When it comes to Hadelich's recording, something that might be almost as charming as his playing is the liner notes, which he wrote himself. In them, he took the trouble to say a little something personal about every single Caprice, noting details both musical and technical, for example: "No. 13 is often called the 'Devil's Laugh,' but I find it charming and not at all devilish. If there is a caprice that deserves this title, it would be the more diabolical No. 10, which features extensive use of cackling up-bow staccato." His observations are well worth reading in full.
Coming up later this month for Hadelich is a performance of György Ligeti's 1993 Violin Concerto with the Boston Symphony, conducted by Thomas Adès.
"That's something I'd been looking forward to because I'm a huge fan of Thomas Adès, as a composer and also as a conductor," said Hadelich, who was nominated for a Gramophone Award for his 2014 recording of Adès' Violin Concerto "Concentric Paths," paired with the Sibelius Concerto.

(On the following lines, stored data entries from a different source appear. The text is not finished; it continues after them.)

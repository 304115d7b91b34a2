//! REPL configuration from TOML (`[repl]` section)

use serde::{Deserialize, Serialize};

/// Raw REPL configuration from TOML
#[derive(Debug, Clone, PartialEq, Eq, Serialize, Deserialize)]
#[serde(default)]
pub struct FileReplConfig {
    /// Show spinners and step traces
    pub show_progress: bool,
    /// Path to history file (default: data dir)
    pub history_file: Option<String>,
}

impl Default for FileReplConfig {
    fn default() -> Self {
        Self {
            show_progress: true,
            history_file: None,
        }
    }
}
//! LLM-backed relevance judge.

use std::sync::Arc;

use async_trait::async_trait;
use stepwise_domain::{ChainPromptTemplate, Message, Verdict};
use tracing::debug;

use crate::ports::llm_gateway::{GatewayError, LlmGateway};
use crate::ports::relevance_classifier::RelevanceClassifier;

/// Binary classifier backed by one completion call.
///
/// Only an exact `True` label is admissible; see [`Verdict::from_label`].
pub struct LlmRelevanceJudge {
    gateway: Arc<dyn LlmGateway>,
    model: String,
}

impl LlmRelevanceJudge {
    pub fn new(gateway: Arc<dyn LlmGateway>, model: impl Into<String>) -> Self {
        Self {
            gateway,
            model: model.into(),
        }
    }
}

#[async_trait]
impl RelevanceClassifier for LlmRelevanceJudge {
    async fn classify(&self, query: &str, output: &str) -> Result<Verdict, GatewayError> {
        let messages = vec![
            Message::system(ChainPromptTemplate::judge_system()),
            Message::user(ChainPromptTemplate::judge_user(query, output)),
        ];
        let label = self.gateway.complete(&messages, &self.model).await?;
        let verdict = Verdict::from_label(&label);
        debug!("Judge label {:?} -> {}", label.trim(), verdict);
        Ok(verdict)
    }
}
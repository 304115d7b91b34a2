//! Logging infrastructure: structured conversation logging.
//!
//! Provides [`JsonlConversationLogger`], a JSONL file writer that implements
//! the [`ConversationLogger`](stepwise_application::ConversationLogger) port.

mod jsonl_logger;

pub use jsonl_logger::JsonlConversationLogger;
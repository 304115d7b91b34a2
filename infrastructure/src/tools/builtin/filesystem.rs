//! Filesystem provider: create_file, read_file, write_file, append_file,
//! delete_file.
//!
//! Paths arrive already anchored by the normalization policy, so the
//! provider uses `file_name` as given. Failures come back as
//! `{"error": "..."}` text.

use std::path::Path;

use async_trait::async_trait;
use serde_json::{Map, Value, json};
use stepwise_domain::{ProviderError, ToolDescriptor, ToolProvider};
use tokio::io::AsyncWriteExt;
use tracing::debug;

pub const PROVIDER_ID: &str = "filesystem";

pub const CREATE_FILE: &str = "create_file";
pub const READ_FILE: &str = "read_file";
pub const WRITE_FILE: &str = "write_file";
pub const APPEND_FILE: &str = "append_file";
pub const DELETE_FILE: &str = "delete_file";

/// Maximum file size to read (10 MB)
const MAX_READ_SIZE: u64 = 10 * 1024 * 1024;

fn error_text(message: impl std::fmt::Display) -> String {
    json!({ "error": message.to_string() }).to_string()
}

fn require_str<'a>(arguments: &'a Map<String, Value>, key: &str) -> Result<&'a str, String> {
    arguments
        .get(key)
        .and_then(|v| v.as_str())
        .ok_or_else(|| error_text(format!("Missing required argument: {}", key)))
}

/// `content` may be given as any JSON value; non-strings are written as JSON.
fn content_arg(arguments: &Map<String, Value>) -> Result<String, String> {
    match arguments.get("content") {
        Some(Value::String(s)) => Ok(s.clone()),
        Some(other) => Ok(other.to_string()),
        None => Err(error_text("Missing required argument: content")),
    }
}

async fn ensure_parent(path: &Path) -> std::io::Result<()> {
    if let Some(parent) = path.parent()
        && !parent.as_os_str().is_empty()
    {
        tokio::fs::create_dir_all(parent).await?;
    }
    Ok(())
}

async fn create_file(arguments: &Map<String, Value>) -> Result<String, String> {
    let file_name = require_str(arguments, "file_name")?;
    let content = content_arg(arguments)?;
    let path = Path::new(file_name);

    ensure_parent(path)
        .await
        .map_err(|e| error_text(format!("Failed to create '{}': {}", file_name, e)))?;
    tokio::fs::write(path, content)
        .await
        .map_err(|e| error_text(format!("Failed to create '{}': {}", file_name, e)))?;
    Ok(format!("File '{}' created", file_name))
}

async fn read_file(arguments: &Map<String, Value>) -> Result<String, String> {
    let file_name = require_str(arguments, "file_name")?;
    let path = Path::new(file_name);

    let metadata = tokio::fs::metadata(path)
        .await
        .map_err(|_| error_text(format!("File '{}' not found", file_name)))?;
    if !metadata.is_file() {
        return Err(error_text(format!("'{}' is not a file", file_name)));
    }
    if metadata.len() > MAX_READ_SIZE {
        return Err(error_text(format!(
            "File '{}' is too large ({} bytes, max {} bytes)",
            file_name,
            metadata.len(),
            MAX_READ_SIZE
        )));
    }
    tokio::fs::read_to_string(path)
        .await
        .map_err(|e| error_text(format!("Failed to read '{}': {}", file_name, e)))
}

async fn write_file(arguments: &Map<String, Value>) -> Result<String, String> {
    let file_name = require_str(arguments, "file_name")?;
    let content = content_arg(arguments)?;
    let path = Path::new(file_name);

    ensure_parent(path)
        .await
        .map_err(|e| error_text(format!("Failed to write '{}': {}", file_name, e)))?;
    tokio::fs::write(path, content)
        .await
        .map_err(|e| error_text(format!("Failed to write '{}': {}", file_name, e)))?;
    Ok(format!("File '{}' written", file_name))
}

async fn append_file(arguments: &Map<String, Value>) -> Result<String, String> {
    let file_name = require_str(arguments, "file_name")?;
    let content = content_arg(arguments)?;
    let path = Path::new(file_name);

    ensure_parent(path)
        .await
        .map_err(|e| error_text(format!("Failed to append to '{}': {}", file_name, e)))?;
    let mut file = tokio::fs::OpenOptions::new()
        .create(true)
        .append(true)
        .open(path)
        .await
        .map_err(|e| error_text(format!("Failed to append to '{}': {}", file_name, e)))?;
    file.write_all(content.as_bytes())
        .await
        .map_err(|e| error_text(format!("Failed to append to '{}': {}", file_name, e)))?;
    Ok(format!("Appended to file '{}'", file_name))
}

async fn delete_file(arguments: &Map<String, Value>) -> Result<String, String> {
    let file_name = require_str(arguments, "file_name")?;
    match tokio::fs::remove_file(file_name).await {
        Ok(()) => Ok(format!("File '{}' deleted", file_name)),
        Err(e) if e.kind() == std::io::ErrorKind::NotFound => {
            Err(error_text(format!("File '{}' not found", file_name)))
        }
        Err(e) => Err(error_text(format!("Failed to delete '{}': {}", file_name, e))),
    }
}

/// Local file operations
#[derive(Debug, Clone, Default)]
pub struct FilesystemProvider;

impl FilesystemProvider {
    pub fn new() -> Self {
        Self
    }

    pub fn descriptors() -> Vec<ToolDescriptor> {
        vec![
            ToolDescriptor::new(CREATE_FILE, "Create a new file with the given content")
                .with_string_arg("file_name", "Path of the file to create", true)
                .with_string_arg("content", "Initial content", true),
            ToolDescriptor::new(READ_FILE, "Read the full contents of a file")
                .with_string_arg("file_name", "Path of the file to read", true),
            ToolDescriptor::new(WRITE_FILE, "Overwrite a file with the given content")
                .with_string_arg("file_name", "Path of the file to write", true)
                .with_string_arg("content", "Content to write", true),
            ToolDescriptor::new(APPEND_FILE, "Append content to the end of a file")
                .with_string_arg("file_name", "Path of the file to append to", true)
                .with_string_arg("content", "Content to append", true),
            ToolDescriptor::new(DELETE_FILE, "Delete a file")
                .with_string_arg("file_name", "Path of the file to delete", true),
        ]
    }
}

#[async_trait]
impl ToolProvider for FilesystemProvider {
    fn id(&self) -> &str {
        PROVIDER_ID
    }

    async fn list_tools(&self) -> Result<Vec<ToolDescriptor>, ProviderError> {
        Ok(Self::descriptors())
    }

    async fn invoke(
        &self,
        name: &str,
        arguments: &Map<String, Value>,
    ) -> Result<String, ProviderError> {
        debug!(tool = name, "filesystem invoke");
        let result = match name {
            CREATE_FILE => create_file(arguments).await,
            READ_FILE => read_file(arguments).await,
            WRITE_FILE => write_file(arguments).await,
            APPEND_FILE => append_file(arguments).await,
            DELETE_FILE => delete_file(arguments).await,
            other => Err(error_text(format!("Unknown tool: {}", other))),
        };
        Ok(result.unwrap_or_else(|e| e))
    }
}
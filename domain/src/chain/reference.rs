//! Back-reference resolution for step arguments.
//!
//! A string argument may embed `{{tool_name}}` placeholders that stand for
//! the captured output of an earlier step. Resolution is two-phase:
//!
//! 1. [`extract_references`] lists every identifier in a value.
//! 2. [`resolve_value`] substitutes all identifiers found in the
//!    [`OutputHistory`] in one pass, returning [`Resolution::Unresolved`]
//!    with the identifiers that had no captured output.
//!
//! [`resolve_arguments`] lifts this to a whole argument map with
//! all-or-nothing semantics: a single unresolved field fails the step and
//! none of the rewritten fields are returned.

use std::sync::LazyLock;

use regex::{Captures, Regex};
use serde_json::{Map, Value};

use super::history::OutputHistory;

/// `{{identifier}}`, identifier being everything up to the first `}}` on
/// the same line.
static REFERENCE: LazyLock<Regex> =
    LazyLock::new(|| Regex::new(r"\{\{(.*?)\}\}").expect("reference pattern is valid"));

/// Result of resolving one argument value
#[derive(Debug, Clone, PartialEq, Eq)]
pub enum Resolution {
    /// Every placeholder was substituted
    Resolved(String),
    /// Identifiers with no captured output, in first-occurrence order
    Unresolved(Vec<String>),
}

/// Result of resolving a step's full argument map
#[derive(Debug, Clone, PartialEq)]
pub enum StepResolution {
    /// Rewritten arguments, ready for dispatch
    Resolved(Map<String, Value>),
    /// Identifiers missing from the history across all fields
    Unresolved(Vec<String>),
}

impl StepResolution {
    pub fn is_resolved(&self) -> bool {
        matches!(self, StepResolution::Resolved(_))
    }
}

/// List the (trimmed) identifiers referenced by `value`, deduplicated, in
/// first-occurrence order.
pub fn extract_references(value: &str) -> Vec<String> {
    let mut refs: Vec<String> = Vec::new();
    for caps in REFERENCE.captures_iter(value) {
        let ident = caps[1].trim().to_string();
        if !refs.contains(&ident) {
            refs.push(ident);
        }
    }
    refs
}

/// Substitute every `{{identifier}}` found in `history`.
///
/// Values without placeholders come back unchanged.
pub fn resolve_value(value: &str, history: &OutputHistory) -> Resolution {
    let refs = extract_references(value);
    if refs.is_empty() {
        return Resolution::Resolved(value.to_string());
    }

    let missing: Vec<String> = refs
        .into_iter()
        .filter(|r| !history.contains(r))
        .collect();
    if !missing.is_empty() {
        return Resolution::Unresolved(missing);
    }

    let rewritten = REFERENCE.replace_all(value, |caps: &Captures<'_>| {
        history
            .get(caps[1].trim())
            .map(str::to_string)
            .unwrap_or_else(|| caps[0].to_string())
    });
    Resolution::Resolved(rewritten.into_owned())
}

/// Resolve every string argument of a step.
///
/// Non-string values pass through untouched.
pub fn resolve_arguments(arguments: &Map<String, Value>, history: &OutputHistory) -> StepResolution {
    let mut resolved = Map::with_capacity(arguments.len());
    let mut missing: Vec<String> = Vec::new();

    for (key, value) in arguments {
        match value {
            Value::String(s) => match resolve_value(s, history) {
                Resolution::Resolved(text) => {
                    resolved.insert(key.clone(), Value::String(text));
                }
                Resolution::Unresolved(refs) => {
                    for r in refs {
                        if !missing.contains(&r) {
                            missing.push(r);
                        }
                    }
                }
            },
            other => {
                resolved.insert(key.clone(), other.clone());
            }
        }
    }

    if missing.is_empty() {
        StepResolution::Resolved(resolved)
    } else {
        StepResolution::Unresolved(missing)
    }
}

"Thomas Adès wrote a new cadenza for the Ligeti, which is probably even harder than the concerto, actually," said Hadelich, who will premiere that cadenza during the Boston Symphony series. The Ligeti Violin Concerto is "a huge work, I think one of the most important ones in the second half of the 20th century," Hadelich said. "Ligeti wrote his violin concerto in 1992, and many other composers were inspired by it, to write their violin concertos -- or their concertos show a lot of influence of the Ligeti, including Thomas Adès' own concerto. It's a wonderful piece, maybe one of Ligeti's most lyrical pieces. Ligeti was severely modernist for so many years, and then his later works were a little bit of a departure. He still uses all of those techniques and has the rhythmic complexity of his earlier works, but there is also a lot of emotion in it and it's very lyrical. The second movement is almost medieval-sounding, it's a very beautiful chant. Some of the orchestra wind players are playing on ocarinas, so it almost sounds like a strange folk music that you never knew existed. There are really stunning moments."